“Strangway!” shrieked Juanita, clasping her hands. “Did I not tell you so from the first? It was the footstep of a Strangway that crept past our window, while we sat together in our happiness, without thought of peril. It was a Strangway who killed my husband. You told me that they were all dead and gone—that the race was extinct—that the people I feared were phantoms. I told you it was a Strangway who fired that shot, and you see my instinct was truer than your reason—and there was a Strangway at our gates—disguised—under a false name—looking at us with smooth, hypocritical smiles—nursing her wrath to keep it warm.”

“Unhappily your instinct hit upon the fatal truth. The hatred of the Strangways was not dead. One member of that family survived, and cherished a more than common malignity against the race that had blotted out the old name.”

“But my father, how had he provoked her hatred?”

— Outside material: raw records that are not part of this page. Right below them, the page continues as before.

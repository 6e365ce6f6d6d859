//! Format-agnostic configuration loading and saving

use crate::{Error, NormalizedPath, Result, io};
use serde::{Serialize, de::DeserializeOwned};

/// Format-agnostic configuration store.
///
/// Detects format from file extension and handles
/// serialization/deserialization transparently.
#[derive(Debug, Default)]
pub struct ConfigStore;

impl ConfigStore {
    pub fn new() -> Self {
        Self
    }

    /// Load configuration from a file.
    ///
    /// Format is detected from file extension:
    /// - `.toml` -> TOML
    /// - `.json` -> JSON
    /// - `.yaml`, `.yml` -> YAML
    pub fn load<T: DeserializeOwned>(&self, path: &NormalizedPath) -> Result<T> {
        let content = io::read_text(path)?;
        let extension = path.extension().unwrap_or("");

        match extension.to_lowercase().as_str() {
            "toml" => toml::from_str(&content).map_err(|e| Error::ConfigParse {
                path: path.to_native(),
                format: "TOML".into(),
                message: e.to_string(),
            }),
            "json" => serde_json::from_str(&content).map_err(|e| Error::ConfigParse {
                path: path.to_native(),
                format: "JSON".into(),
                message: e.to_string(),
            }),
            "yaml" | "yml" => serde_yaml::from_str(&content).map_err(|e| Error::ConfigParse {
                path: path.to_native(),
                format: "YAML".into(),
                message: e.to_string(),
            }),
            _ => Err(Error::UnsupportedFormat {
                extension: extension.to_string(),
            }),
        }
    }

    /// Load configuration if the file exists, otherwise return the default.
    pub fn load_or_default<T: DeserializeOwned + Default>(
        &self,
        path: &NormalizedPath,
    ) -> Result<T> {
        if !path.is_file() {
            tracing::debug!(path = %path, "no config file, using defaults");
            return Ok(T::default());
        }
        self.load(path)
    }

    /// Save configuration to a file.
    ///
    /// Format is determined from file extension.
    /// Uses atomic write to prevent corruption.
    pub fn save<T: Serialize>(&self, path: &NormalizedPath, value: &T) -> Result<()> {
        let extension = path.extension().unwrap_or("");

        let content = match extension.to_lowercase().as_str() {
            "toml" => toml::to_string_pretty(value).map_err(|e| Error::ConfigSerialize {
                path: path.to_native(),
                format: "TOML".into(),
                message: e.to_string(),
            })?,
            "json" => serde_json::to_string_pretty(value).map_err(|e| Error::ConfigSerialize {
                path: path.to_native(),
                format: "JSON".into(),
                message: e.to_string(),
            })?,
            "yaml" | "yml" => serde_yaml::to_string(value).map_err(|e| Error::ConfigSerialize {
                path: path.to_native(),
                format: "YAML".into(),
                message: e.to_string(),
            })?,
            _ => {
                return Err(Error::UnsupportedFormat {
                    extension: extension.to_string(),
                });
            }
        };

        io::write_atomic(path, content.as_bytes())
    }
}
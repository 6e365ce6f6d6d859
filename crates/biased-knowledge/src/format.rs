//! Extension-based format dispatch

use biased_fs::NormalizedPath;

/// Conversion strategy for a source document.
///
/// Every file maps to exactly one kind; anything unrecognised is treated as
/// an opaque binary asset.
#[derive(Debug, Clone, Copy, PartialEq, Eq, Hash)]
pub enum FormatKind {
    /// `.docx` word-processor documents
    WordDocument,
    /// `.pdf` documents
    Pdf,
    /// `.xlsx` / `.xls` workbooks
    Spreadsheet,
    /// `.md` / `.txt`, copied verbatim
    PlainText,
    /// Everything else, described by a metadata stub
    Binary,
}

impl FormatKind {
    /// Classify a file by its extension, case-insensitively.
    pub fn from_path(path: &NormalizedPath) -> Self {
        let extension = path.extension().map(str::to_ascii_lowercase);
        match extension.as_deref() {
            Some("docx") => Self::WordDocument,
            Some("pdf") => Self::Pdf,
            Some("xlsx") | Some("xls") => Self::Spreadsheet,
            Some("md") | Some("txt") => Self::PlainText,
            _ => Self::Binary,
        }
    }

    /// Short label used in logs and error messages.
    pub fn label(&self) -> &'static str {
        match self {
            Self::WordDocument => "docx",
            Self::Pdf => "pdf",
            Self::Spreadsheet => "spreadsheet",
            Self::PlainText => "text",
            Self::Binary => "binary",
        }
    }
}

impl std::fmt::Display for FormatKind {
    fn fmt(&self, f: &mut std::fmt::Formatter<'_>) -> std::fmt::Result {
        f.write_str(self.label())
    }
}
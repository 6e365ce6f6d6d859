//! Structural validation of the framework files

use std::fs;
use std::path::Path;

use serde::Serialize;

use biased_fs::ProjectPath;

/// Files every framework project must contain.
pub const REQUIRED_FILES: &[&str] = &[
    "biased/intent/intent.md",
    "biased/behavior/behavior-spec.md",
    "biased/eval/eval-set.jsonl",
    "biased/metrics/metrics-hook.json",
    "biased/governance/risk-register.md",
];

const METRICS_HOOK: &str = "biased/metrics/metrics-hook.json";
const EVAL_SET: &str = "biased/eval/eval-set.jsonl";

/// Accumulated validation issues.
#[derive(Debug, Clone, Default, PartialEq, Eq, Serialize)]
pub struct ValidationReport {
    /// Set when the `biased/` directory itself is missing
    pub missing_root: bool,
    pub issues: Vec<String>,
}

impl ValidationReport {
    pub fn is_valid(&self) -> bool {
        self.issues.is_empty()
    }
}

/// Validate the framework structure of the project at `root`.
pub fn validate(root: &Path) -> ValidationReport {
    let mut report = ValidationReport::default();

    if !root.join(ProjectPath::Root.as_str()).is_dir() {
        report.missing_root = true;
        report
            .issues
            .push("'biased/' directory not found. Run 'biased init' to create it.".to_string());
        return report;
    }

    for file in REQUIRED_FILES {
        if !root.join(file).exists() {
            report.issues.push(format!("Missing file: {file}"));
        }
    }

    let metrics_hook = root.join(METRICS_HOOK);
    if metrics_hook.exists() {
        let parsed = fs::read_to_string(&metrics_hook)
            .ok()
            .and_then(|content| serde_json::from_str::<serde_json::Value>(&content).ok());
        if parsed.is_none() {
            report.issues.push(format!("Invalid JSON in {METRICS_HOOK}"));
        }
    }

    let eval_set = root.join(EVAL_SET);
    if eval_set.exists() {
        match fs::read_to_string(&eval_set) {
            Ok(content) => report.issues.extend(json_lines_issues(EVAL_SET, &content)),
            Err(_) => report.issues.push(format!("Invalid JSON in {EVAL_SET}")),
        }
    }

    tracing::debug!(issues = report.issues.len(), "validation finished");
    report
}

/// One issue per unparseable line. Blank lines are ignored and line numbers
/// count non-blank lines only, starting at 1.
fn json_lines_issues(file: &str, content: &str) -> Vec<String> {
    content
        .lines()
        .filter(|line| !line.trim().is_empty())
        .enumerate()
        .filter(|(_, line)| serde_json::from_str::<serde_json::Value>(line).is_err())
        .map(|(index, _)| format!("Invalid JSON in {file} at line {}", index + 1))
        .collect()
}
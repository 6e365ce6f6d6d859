//! Spreadsheet to markdown tables

use crate::extract::Sheet;

/// Render sheets as `## Sheet: <name>` sections, each holding one table.
///
/// The first non-blank line of a sheet is the header; blank lines are
/// skipped. A sheet with no content renders as its heading alone.
pub fn sheets_to_markdown(sheets: &[Sheet]) -> String {
    let mut markdown = String::new();

    for sheet in sheets {
        markdown.push_str(&format!("## Sheet: {}\n\n", sheet.name));

        let mut rows = sheet
            .csv
            .lines()
            .filter(|line| !line.trim().is_empty())
            .map(split_row);

        if let Some(header) = rows.next() {
            push_row(&mut markdown, &header);
            let separator = vec!["---".to_string(); header.len()];
            push_row(&mut markdown, &separator);
            for row in rows {
                push_row(&mut markdown, &row);
            }
        }
        markdown.push('\n');
    }

    markdown
}

fn push_row(markdown: &mut String, cells: &[String]) {
    markdown.push_str(&format!("| {} |\n", cells.join(" | ")));
}

/// Split one comma-separated line into trimmed cells, honouring quotes.
pub(crate) fn split_row(line: &str) -> Vec<String> {
    let mut cells = Vec::new();
    let mut cell = String::new();
    let mut quoted = false;
    let mut chars = line.chars().peekable();

    while let Some(c) = chars.next() {
        match c {
            '"' if quoted && chars.peek() == Some(&'"') => {
                cell.push('"');
                chars.next();
            }
            '"' => quoted = !quoted,
            ',' if !quoted => cells.push(std::mem::take(&mut cell)),
            _ => cell.push(c),
        }
    }
    cells.push(cell);

    cells
        .into_iter()
        .map(|c| c.trim().replace('|', "\\|"))
        .collect()
}
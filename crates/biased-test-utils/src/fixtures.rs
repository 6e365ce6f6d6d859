//! Canned file contents used across test suites.

use std::io::{Cursor, Write};

use zip::ZipWriter;
use zip::write::SimpleFileOptions;

/// The required framework files with contents that pass validation.
pub const VALID_FRAMEWORK_FILES: &[(&str, &str)] = &[
    ("biased/intent/intent.md", "# Intent\n"),
    ("biased/behavior/behavior-spec.md", "# Behavior\n"),
    (
        "biased/eval/eval-set.jsonl",
        "{\"id\": \"e1\", \"input\": \"hi\"}\n\n{\"id\": \"e2\", \"input\": \"bye\"}\n",
    ),
    ("biased/metrics/metrics-hook.json", "{\"metrics\": []}\n"),
    ("biased/governance/risk-register.md", "# Risks\n"),
];

/// Build a minimal `.docx` archive whose body holds one paragraph per entry.
pub fn docx_bytes(paragraphs: &[&str]) -> Vec<u8> {
    let body: String = paragraphs
        .iter()
        .map(|text| format!("<w:p><w:r><w:t>{text}</w:t></w:r></w:p>"))
        .collect();
    let document = format!(
        "<?xml version=\"1.0\" encoding=\"UTF-8\" standalone=\"yes\"?>\
         <w:document xmlns:w=\"http://schemas.openxmlformats.org/wordprocessingml/2006/main\">\
         <w:body>{body}</w:body></w:document>"
    );

    let mut writer = ZipWriter::new(Cursor::new(Vec::new()));
    let options = SimpleFileOptions::default();
    writer.start_file("[Content_Types].xml", options).unwrap();
    writer
        .write_all(b"<?xml version=\"1.0\"?><Types xmlns=\"http://schemas.openxmlformats.org/package/2006/content-types\"/>")
        .unwrap();
    writer.start_file("word/document.xml", options).unwrap();
    writer.write_all(document.as_bytes()).unwrap();
    writer.finish().unwrap().into_inner()
}
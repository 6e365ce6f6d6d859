//! SHA-256 checksum utilities
//!
//! One canonical checksum format (`sha256:<hex>`) used to record which
//! source bytes a knowledge artifact was generated from.

use sha2::{Digest, Sha256};

use crate::{Error, NormalizedPath, Result};

/// Prefix for all checksums produced by this module
const PREFIX: &str = "sha256:";

/// Compute the SHA-256 checksum of a byte buffer.
pub fn compute_checksum(content: &[u8]) -> String {
    let mut hasher = Sha256::new();
    hasher.update(content);
    format!("{}{:x}", PREFIX, hasher.finalize())
}

/// Compute the SHA-256 checksum of a file's contents.
pub fn compute_file_checksum(path: &NormalizedPath) -> Result<String> {
    let native_path = path.to_native();
    let content = std::fs::read(&native_path).map_err(|e| Error::io(&native_path, e))?;
    Ok(compute_checksum(&content))
}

“He once loved her, Juanita—many years ago—before he saw your mother’s face. Evelyn Strangway and he had been lovers—pledged to each other by a solemn promise. As a man of honour he should have kept that promise; there were stringent reasons that bound him. But he saw your mother and loved her, and broke with Evelyn Strangway—openly, with no unmanly deceit; but still there was the broken promise, and that involved a deep wrong. He believed that wrong forgiven. He believed the more in her pardon because it was her earnest desire to live unrecognized and unnoticed upon the estate where she was born. He could not fathom the depth of hatred in that warped nature. He did all that there was left to him to do—having taken his own course and entered upon a new and fairer life with the woman he loved—to make amends to the woman he had deserted. He never suspected the depth of her feelings—he never suspected the seeds of madness, with its ever present dangers. He did what in him lay to atone for the sin of his youth; but that sin found him out, and it was his bitter lot to see his beloved daughter the innocent victim of his wrong-doing. He trusted me to tell you this miserable story, Juanita. He humbles himself in the dust before you, stricken at the thought of your suffering. He appeals through me to your love and to your pity. How am I to answer him when I answer for you?”

She was silent for some moments after he had asked this final question, her eyes fixed, her chest heaving with the stormy beating of her heart.

“What has become of this woman—this pitiless devil?” she gasped.

“She is in a madhouse.”

“Is no punishment to overtake her? Is she not to be tried for her life? Let them prove her mad, or let them find her guilty, and hang her—hang her—hang her. Her life for his, her worn-out remnant of wretched, disappointed days for his bright young life, with all its promise and all its hope.”

“It would be a poor revenge, Juanita, to take so poor a life. This unhappy woman is under restraint that will, in all probability, last till the day of her death. Her crime is known only to your father and to me. Were it to become known to others she would have to stand in the dock, and then the whole story would have to be told—the story of your father’s broken promise—of this woman’s youth, bound so closely with his that to many it would seem almost as if they stood side by side at the bar. Do you think that the fierce rapture of revenge could ever atone to you for having brought dishonour upon your father’s declining years, Juanita?”

“And my husband’s death is to go unavenged?”